═════ Provided records
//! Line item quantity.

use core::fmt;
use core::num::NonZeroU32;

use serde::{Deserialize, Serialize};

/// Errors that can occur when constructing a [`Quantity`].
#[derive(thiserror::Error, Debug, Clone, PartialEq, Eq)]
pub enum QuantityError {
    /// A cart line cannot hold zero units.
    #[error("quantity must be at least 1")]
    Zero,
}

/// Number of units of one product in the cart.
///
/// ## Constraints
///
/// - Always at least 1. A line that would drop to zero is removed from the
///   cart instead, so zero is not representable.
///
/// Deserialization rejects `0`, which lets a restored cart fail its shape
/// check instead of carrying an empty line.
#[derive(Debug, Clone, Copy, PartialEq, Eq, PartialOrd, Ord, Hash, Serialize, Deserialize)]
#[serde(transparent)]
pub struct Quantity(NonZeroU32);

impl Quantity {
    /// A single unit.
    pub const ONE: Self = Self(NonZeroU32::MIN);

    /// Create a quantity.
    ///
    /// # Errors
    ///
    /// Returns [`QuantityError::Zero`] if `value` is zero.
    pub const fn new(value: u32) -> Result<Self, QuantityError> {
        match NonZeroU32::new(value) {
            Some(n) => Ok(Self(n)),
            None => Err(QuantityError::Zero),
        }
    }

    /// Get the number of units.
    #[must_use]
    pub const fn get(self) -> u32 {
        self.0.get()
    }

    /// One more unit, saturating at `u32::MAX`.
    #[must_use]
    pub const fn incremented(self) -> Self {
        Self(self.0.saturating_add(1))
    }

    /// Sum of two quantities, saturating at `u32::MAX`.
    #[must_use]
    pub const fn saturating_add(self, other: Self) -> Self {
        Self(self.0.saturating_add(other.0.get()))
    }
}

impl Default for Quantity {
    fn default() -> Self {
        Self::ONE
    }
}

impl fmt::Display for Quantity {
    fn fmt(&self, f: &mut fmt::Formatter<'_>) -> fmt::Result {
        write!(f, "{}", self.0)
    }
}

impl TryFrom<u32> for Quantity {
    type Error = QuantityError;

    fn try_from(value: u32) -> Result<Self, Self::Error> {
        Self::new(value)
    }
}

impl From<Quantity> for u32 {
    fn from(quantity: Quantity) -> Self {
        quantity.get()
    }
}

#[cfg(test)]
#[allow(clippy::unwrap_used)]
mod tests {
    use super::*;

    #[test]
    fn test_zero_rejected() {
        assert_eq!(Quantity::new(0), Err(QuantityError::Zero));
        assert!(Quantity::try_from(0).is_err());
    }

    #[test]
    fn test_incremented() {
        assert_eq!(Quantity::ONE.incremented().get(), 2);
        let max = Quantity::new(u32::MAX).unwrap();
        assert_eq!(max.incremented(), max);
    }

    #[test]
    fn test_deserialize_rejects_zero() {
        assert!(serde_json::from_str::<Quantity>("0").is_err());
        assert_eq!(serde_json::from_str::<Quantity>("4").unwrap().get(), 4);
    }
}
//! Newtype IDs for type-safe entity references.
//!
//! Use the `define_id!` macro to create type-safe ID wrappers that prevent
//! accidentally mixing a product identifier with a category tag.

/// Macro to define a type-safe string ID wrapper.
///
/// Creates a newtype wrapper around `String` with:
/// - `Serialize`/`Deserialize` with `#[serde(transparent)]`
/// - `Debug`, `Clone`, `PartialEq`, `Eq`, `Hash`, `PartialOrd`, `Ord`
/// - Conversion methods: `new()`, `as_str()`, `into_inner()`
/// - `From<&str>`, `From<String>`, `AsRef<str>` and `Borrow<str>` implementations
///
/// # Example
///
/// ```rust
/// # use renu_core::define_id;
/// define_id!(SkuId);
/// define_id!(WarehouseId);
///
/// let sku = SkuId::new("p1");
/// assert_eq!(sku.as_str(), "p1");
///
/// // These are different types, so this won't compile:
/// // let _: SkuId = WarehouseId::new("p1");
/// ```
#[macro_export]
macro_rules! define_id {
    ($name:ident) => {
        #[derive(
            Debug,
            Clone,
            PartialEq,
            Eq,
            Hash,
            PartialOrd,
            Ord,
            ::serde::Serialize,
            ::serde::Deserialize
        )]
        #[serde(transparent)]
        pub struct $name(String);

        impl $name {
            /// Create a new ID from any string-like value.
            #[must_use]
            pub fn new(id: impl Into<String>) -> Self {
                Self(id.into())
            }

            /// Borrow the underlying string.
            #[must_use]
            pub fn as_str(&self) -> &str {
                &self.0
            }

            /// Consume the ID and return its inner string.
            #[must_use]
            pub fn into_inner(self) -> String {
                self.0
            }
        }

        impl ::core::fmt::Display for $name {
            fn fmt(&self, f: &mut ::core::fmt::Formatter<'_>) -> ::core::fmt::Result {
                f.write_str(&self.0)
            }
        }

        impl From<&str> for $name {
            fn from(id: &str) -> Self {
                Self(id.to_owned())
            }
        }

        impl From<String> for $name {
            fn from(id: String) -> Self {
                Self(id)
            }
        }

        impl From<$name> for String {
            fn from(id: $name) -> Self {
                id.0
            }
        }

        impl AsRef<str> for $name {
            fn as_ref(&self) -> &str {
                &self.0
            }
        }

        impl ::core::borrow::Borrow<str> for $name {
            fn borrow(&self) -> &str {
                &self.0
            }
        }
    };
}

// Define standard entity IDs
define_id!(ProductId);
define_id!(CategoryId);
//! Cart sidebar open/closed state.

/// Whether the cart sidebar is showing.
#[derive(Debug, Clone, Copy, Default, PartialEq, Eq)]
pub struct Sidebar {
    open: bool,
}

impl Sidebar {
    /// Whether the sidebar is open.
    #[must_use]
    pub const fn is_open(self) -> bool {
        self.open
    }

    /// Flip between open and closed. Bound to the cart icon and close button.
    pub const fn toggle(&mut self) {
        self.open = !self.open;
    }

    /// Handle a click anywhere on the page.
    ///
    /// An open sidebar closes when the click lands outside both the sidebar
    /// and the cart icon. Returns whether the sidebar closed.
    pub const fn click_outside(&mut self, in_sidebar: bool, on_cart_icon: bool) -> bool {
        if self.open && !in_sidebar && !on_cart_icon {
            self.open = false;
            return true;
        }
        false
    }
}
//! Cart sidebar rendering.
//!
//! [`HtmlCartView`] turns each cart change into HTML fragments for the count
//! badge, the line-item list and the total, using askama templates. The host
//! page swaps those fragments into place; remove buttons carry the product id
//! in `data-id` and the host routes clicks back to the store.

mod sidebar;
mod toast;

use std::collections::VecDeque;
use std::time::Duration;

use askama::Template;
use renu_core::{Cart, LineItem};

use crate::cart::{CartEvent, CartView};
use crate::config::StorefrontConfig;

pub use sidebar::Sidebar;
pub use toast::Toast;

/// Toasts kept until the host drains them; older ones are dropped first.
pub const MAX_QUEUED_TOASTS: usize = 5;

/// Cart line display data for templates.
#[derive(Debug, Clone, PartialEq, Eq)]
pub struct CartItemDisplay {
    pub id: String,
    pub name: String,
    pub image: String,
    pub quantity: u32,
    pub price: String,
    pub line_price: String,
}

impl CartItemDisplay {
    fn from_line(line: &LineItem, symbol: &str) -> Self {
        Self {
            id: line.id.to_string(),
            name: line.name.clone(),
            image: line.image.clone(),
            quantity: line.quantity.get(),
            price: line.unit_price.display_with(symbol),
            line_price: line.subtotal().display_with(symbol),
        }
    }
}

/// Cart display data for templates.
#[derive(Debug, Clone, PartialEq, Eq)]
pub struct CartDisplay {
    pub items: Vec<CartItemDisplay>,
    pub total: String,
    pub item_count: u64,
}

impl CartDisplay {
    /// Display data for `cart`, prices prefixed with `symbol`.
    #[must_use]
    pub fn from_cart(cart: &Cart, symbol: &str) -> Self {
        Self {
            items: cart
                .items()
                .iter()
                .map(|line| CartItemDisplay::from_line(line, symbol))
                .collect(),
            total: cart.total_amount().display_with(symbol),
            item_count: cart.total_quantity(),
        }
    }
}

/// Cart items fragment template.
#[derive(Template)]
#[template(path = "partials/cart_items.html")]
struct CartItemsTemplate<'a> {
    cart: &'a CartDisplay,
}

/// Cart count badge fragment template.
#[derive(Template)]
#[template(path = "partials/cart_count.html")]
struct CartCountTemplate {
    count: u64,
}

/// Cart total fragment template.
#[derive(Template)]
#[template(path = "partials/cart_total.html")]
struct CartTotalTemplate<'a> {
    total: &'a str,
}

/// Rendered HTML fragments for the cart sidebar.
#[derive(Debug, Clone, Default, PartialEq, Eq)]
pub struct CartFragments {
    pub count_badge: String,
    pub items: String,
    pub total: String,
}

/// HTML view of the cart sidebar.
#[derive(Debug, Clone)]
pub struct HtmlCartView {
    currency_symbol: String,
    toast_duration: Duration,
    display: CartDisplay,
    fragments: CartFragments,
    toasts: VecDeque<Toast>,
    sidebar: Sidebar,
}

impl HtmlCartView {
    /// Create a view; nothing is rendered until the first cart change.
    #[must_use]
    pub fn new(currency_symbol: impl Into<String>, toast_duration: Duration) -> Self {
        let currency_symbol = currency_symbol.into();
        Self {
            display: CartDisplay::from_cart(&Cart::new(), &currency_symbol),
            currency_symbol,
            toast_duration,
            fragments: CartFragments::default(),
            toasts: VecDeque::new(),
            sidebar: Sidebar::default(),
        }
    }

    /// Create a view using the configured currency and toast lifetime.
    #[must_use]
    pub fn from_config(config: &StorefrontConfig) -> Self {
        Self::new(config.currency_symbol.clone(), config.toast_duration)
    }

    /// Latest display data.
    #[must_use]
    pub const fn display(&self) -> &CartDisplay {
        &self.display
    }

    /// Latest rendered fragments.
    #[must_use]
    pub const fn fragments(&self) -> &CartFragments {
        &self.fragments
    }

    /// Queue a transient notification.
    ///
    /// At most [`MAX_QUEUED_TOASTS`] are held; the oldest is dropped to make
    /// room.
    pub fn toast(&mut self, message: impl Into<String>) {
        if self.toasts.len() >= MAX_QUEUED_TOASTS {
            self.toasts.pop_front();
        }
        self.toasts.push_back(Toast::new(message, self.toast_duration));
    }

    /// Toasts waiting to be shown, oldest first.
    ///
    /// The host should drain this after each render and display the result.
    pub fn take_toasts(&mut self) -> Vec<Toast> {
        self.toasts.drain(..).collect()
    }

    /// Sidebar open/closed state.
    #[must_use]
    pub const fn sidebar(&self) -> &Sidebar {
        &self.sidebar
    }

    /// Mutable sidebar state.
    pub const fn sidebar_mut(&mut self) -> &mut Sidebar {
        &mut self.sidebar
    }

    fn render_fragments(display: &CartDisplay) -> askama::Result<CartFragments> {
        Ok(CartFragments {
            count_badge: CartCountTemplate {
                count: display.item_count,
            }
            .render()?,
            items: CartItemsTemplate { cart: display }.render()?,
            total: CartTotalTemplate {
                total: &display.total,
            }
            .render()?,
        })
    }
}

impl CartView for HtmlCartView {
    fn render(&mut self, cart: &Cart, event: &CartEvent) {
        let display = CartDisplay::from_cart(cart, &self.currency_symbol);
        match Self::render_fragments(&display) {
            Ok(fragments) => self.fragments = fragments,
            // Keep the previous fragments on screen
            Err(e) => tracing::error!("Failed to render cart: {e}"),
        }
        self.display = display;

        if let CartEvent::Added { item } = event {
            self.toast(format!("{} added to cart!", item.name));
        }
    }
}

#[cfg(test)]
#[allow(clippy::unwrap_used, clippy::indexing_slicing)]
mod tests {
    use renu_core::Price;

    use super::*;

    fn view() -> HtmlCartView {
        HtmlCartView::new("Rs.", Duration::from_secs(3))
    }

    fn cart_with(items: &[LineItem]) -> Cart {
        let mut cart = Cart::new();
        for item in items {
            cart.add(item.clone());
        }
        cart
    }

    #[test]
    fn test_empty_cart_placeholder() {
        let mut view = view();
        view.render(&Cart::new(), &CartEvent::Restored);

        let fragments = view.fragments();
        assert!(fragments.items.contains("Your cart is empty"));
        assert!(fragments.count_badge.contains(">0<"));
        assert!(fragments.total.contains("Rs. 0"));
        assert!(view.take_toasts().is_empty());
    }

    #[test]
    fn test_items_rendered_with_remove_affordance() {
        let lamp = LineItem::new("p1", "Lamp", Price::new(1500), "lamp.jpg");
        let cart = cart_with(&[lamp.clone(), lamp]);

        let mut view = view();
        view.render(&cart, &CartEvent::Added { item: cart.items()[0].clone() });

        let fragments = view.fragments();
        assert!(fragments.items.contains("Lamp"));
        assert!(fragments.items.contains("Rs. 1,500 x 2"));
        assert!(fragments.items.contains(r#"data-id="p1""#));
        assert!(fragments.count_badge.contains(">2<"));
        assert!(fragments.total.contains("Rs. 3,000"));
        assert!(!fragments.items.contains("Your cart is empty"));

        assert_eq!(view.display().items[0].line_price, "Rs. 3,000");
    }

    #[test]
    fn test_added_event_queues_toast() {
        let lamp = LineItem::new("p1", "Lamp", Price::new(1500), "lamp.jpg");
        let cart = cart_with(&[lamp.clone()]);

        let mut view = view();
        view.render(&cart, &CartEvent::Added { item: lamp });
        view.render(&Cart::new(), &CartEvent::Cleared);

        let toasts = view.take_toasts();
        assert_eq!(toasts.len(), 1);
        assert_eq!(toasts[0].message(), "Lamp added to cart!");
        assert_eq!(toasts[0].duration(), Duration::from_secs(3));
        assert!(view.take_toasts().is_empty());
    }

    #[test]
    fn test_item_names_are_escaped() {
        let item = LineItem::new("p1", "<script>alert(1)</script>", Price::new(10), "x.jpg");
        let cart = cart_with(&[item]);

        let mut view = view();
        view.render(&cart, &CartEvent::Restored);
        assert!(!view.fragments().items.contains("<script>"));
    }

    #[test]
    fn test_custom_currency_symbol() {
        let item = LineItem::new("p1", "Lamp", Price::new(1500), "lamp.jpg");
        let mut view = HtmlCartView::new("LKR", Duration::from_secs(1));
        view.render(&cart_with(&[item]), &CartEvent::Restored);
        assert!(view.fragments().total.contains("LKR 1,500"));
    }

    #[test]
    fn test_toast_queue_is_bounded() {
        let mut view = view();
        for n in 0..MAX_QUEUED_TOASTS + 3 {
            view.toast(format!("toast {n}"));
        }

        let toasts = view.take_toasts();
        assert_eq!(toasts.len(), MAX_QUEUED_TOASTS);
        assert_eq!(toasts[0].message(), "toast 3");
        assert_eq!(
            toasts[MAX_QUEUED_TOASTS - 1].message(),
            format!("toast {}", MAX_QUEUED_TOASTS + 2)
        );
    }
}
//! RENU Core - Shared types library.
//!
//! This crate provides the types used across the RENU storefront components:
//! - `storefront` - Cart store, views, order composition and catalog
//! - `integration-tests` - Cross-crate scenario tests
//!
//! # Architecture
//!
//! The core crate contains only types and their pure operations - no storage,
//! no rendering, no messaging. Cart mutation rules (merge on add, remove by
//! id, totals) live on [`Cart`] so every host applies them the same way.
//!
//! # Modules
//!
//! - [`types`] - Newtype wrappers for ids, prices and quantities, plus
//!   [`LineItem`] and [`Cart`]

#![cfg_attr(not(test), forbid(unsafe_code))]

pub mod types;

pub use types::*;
══════════
═════ Provided records
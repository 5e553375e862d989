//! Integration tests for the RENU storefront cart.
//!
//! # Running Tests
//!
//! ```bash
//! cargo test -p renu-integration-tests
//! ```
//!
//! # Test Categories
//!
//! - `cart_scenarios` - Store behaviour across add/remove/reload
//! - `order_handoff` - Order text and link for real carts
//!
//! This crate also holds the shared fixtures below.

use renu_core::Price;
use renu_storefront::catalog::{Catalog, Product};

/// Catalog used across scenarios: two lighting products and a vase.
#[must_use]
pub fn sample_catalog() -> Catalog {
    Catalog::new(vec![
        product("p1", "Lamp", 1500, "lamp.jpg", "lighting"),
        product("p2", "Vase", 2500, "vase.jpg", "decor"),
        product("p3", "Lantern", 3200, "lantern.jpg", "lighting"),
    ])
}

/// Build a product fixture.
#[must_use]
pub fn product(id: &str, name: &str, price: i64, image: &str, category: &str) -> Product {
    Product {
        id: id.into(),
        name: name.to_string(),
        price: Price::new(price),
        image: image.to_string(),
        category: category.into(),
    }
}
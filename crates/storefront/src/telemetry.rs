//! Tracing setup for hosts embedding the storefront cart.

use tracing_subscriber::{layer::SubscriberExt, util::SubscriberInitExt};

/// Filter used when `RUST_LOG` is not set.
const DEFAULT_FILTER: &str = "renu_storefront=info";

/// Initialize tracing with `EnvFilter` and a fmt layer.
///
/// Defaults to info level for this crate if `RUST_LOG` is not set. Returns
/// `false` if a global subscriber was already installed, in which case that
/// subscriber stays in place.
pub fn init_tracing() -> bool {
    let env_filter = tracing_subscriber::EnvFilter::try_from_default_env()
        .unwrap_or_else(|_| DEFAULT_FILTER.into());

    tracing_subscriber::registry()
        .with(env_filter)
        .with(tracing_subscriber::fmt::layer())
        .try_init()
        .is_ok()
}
══════════
═════ Provided records
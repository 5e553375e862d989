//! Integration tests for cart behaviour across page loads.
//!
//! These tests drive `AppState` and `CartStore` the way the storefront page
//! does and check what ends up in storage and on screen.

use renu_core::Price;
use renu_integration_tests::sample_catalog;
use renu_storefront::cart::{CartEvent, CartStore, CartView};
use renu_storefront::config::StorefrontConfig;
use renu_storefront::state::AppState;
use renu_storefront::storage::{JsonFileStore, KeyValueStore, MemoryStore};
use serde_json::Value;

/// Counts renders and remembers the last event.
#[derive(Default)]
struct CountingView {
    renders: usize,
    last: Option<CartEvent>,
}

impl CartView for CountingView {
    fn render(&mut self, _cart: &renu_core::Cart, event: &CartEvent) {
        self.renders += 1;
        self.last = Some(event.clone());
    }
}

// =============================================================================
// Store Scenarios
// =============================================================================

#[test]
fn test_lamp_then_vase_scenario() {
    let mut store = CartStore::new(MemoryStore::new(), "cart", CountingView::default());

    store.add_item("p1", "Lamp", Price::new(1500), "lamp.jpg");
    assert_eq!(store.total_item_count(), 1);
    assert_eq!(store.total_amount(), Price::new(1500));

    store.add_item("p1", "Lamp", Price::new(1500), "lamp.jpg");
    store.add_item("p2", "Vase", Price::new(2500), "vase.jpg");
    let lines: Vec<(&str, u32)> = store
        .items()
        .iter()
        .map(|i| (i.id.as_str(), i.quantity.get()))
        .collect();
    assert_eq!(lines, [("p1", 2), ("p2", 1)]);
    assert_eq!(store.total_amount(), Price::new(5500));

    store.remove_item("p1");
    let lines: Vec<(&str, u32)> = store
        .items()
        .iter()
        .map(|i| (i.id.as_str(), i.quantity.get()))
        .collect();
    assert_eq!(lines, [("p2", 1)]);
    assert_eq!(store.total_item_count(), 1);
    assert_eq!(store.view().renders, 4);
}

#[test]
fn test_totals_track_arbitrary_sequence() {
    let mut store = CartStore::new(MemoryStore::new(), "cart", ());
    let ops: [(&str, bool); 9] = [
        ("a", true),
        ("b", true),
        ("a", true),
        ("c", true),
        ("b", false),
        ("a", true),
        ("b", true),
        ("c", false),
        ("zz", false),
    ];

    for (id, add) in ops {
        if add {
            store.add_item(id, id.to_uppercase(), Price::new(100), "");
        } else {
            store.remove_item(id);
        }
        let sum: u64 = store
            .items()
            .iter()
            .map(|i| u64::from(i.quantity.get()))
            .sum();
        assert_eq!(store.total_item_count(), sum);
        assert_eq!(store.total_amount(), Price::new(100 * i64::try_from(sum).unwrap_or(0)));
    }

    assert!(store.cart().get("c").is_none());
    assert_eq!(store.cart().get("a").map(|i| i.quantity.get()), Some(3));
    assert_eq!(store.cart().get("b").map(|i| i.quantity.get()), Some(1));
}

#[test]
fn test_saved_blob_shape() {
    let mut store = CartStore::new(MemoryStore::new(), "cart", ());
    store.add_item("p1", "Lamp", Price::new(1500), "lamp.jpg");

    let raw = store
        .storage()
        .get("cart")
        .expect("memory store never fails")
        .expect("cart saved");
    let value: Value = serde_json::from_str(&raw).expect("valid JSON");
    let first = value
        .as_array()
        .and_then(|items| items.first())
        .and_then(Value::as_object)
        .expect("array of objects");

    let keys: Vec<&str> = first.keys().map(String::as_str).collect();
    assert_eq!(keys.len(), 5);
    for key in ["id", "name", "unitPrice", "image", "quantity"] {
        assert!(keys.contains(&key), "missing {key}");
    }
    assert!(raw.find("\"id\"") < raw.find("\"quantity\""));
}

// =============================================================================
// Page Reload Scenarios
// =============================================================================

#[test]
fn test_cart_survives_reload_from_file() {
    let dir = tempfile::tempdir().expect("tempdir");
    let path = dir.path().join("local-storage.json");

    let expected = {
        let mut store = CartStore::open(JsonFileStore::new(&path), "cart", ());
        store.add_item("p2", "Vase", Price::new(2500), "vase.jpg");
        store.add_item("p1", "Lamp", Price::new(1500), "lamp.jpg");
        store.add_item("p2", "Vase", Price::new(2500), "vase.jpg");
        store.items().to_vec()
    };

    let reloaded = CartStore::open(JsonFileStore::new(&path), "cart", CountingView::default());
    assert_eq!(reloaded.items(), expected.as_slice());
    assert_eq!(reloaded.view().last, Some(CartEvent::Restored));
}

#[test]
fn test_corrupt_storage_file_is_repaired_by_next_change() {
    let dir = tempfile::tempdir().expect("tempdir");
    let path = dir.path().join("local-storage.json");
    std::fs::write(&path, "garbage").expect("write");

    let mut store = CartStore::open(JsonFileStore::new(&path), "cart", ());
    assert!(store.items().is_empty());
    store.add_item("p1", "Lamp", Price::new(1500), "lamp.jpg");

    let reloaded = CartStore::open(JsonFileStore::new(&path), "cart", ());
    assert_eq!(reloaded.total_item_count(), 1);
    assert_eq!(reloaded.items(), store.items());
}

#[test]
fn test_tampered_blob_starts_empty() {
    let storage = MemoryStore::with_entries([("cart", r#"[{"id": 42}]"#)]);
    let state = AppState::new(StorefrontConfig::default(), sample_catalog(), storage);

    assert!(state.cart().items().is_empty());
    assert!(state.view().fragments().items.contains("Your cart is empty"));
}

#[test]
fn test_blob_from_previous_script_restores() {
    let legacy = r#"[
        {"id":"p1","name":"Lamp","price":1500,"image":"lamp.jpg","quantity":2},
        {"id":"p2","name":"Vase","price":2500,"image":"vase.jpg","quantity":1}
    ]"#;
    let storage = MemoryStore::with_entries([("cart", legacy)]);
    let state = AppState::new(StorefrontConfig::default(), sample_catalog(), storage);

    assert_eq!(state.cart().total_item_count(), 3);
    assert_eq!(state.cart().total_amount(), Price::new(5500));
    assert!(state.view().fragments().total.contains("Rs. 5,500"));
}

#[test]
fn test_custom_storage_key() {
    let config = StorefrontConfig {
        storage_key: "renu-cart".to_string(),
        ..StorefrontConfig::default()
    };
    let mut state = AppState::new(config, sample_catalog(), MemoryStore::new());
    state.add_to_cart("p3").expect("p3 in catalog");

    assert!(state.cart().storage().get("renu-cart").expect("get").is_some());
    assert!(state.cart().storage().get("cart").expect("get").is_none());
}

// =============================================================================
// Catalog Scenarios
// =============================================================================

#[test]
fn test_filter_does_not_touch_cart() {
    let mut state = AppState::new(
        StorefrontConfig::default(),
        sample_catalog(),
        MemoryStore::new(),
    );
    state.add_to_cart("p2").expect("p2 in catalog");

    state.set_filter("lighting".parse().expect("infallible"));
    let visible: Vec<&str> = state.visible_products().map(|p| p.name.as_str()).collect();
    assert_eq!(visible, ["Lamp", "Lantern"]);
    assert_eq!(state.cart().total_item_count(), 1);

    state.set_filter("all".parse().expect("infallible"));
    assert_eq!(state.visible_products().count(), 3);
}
══════════
Task directions: Once the line with "Line item quantity." is found in the records above, print exactly that line and every line after it through the line with "an empty line.".

Response area:
//! Line item quantity.

use core::fmt;
use core::num::NonZeroU32;

use serde::{Deserialize, Serialize};

/// Errors that can occur when constructing a [`Quantity`].
#[derive(thiserror::Error, Debug, Clone, PartialEq, Eq)]
pub enum QuantityError {
    /// A cart line cannot hold zero units.
    #[error("quantity must be at least 1")]
    Zero,
}

/// Number of units of one product in the cart.
///
/// ## Constraints
///
/// - Always at least 1. A line that would drop to zero is removed from the
///   cart instead, so zero is not representable.
///
/// Deserialization rejects `0`, which lets a restored cart fail its shape
/// check instead of carrying an empty line.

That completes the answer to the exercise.